:: DATA UNDER STUDY

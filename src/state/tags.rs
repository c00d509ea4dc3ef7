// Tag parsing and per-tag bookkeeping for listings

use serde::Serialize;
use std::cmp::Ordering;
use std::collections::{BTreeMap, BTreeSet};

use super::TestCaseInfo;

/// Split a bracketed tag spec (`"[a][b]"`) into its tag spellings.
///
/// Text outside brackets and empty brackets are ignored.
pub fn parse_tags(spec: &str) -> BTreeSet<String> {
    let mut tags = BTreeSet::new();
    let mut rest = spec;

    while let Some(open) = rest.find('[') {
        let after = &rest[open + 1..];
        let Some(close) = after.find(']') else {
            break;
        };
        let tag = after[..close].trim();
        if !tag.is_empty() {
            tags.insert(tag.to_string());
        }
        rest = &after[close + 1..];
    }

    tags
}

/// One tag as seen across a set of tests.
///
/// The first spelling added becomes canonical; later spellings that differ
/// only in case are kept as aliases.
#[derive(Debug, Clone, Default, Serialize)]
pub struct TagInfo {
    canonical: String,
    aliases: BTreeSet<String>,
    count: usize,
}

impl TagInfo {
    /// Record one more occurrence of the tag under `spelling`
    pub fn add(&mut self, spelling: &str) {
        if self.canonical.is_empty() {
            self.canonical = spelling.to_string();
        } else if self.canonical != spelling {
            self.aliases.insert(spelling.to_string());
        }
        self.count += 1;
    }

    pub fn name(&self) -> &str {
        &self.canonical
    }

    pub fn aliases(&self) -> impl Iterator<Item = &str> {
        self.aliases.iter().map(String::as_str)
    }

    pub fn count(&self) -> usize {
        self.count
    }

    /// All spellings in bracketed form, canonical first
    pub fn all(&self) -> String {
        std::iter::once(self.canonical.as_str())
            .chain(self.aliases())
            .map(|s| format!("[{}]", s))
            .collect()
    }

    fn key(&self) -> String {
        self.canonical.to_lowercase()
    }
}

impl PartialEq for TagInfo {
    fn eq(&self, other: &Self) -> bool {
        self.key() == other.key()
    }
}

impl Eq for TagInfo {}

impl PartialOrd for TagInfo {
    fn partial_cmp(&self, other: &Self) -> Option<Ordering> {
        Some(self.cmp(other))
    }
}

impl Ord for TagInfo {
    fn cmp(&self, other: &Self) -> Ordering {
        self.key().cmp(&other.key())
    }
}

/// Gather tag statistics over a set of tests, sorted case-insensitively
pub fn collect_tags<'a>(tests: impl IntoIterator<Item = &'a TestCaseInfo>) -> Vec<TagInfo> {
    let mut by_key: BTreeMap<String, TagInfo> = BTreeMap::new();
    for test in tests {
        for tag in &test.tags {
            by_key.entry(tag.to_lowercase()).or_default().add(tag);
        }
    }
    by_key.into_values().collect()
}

::::

» **WORK TASK**: Where a line of the data above includes the string "Ordering", pull it out.

» **COMPLETED EXERCISE**:
use std::cmp::Ordering;
    fn partial_cmp(&self, other: &Self) -> Option<Ordering> {
    fn cmp(&self, other: &Self) -> Ordering {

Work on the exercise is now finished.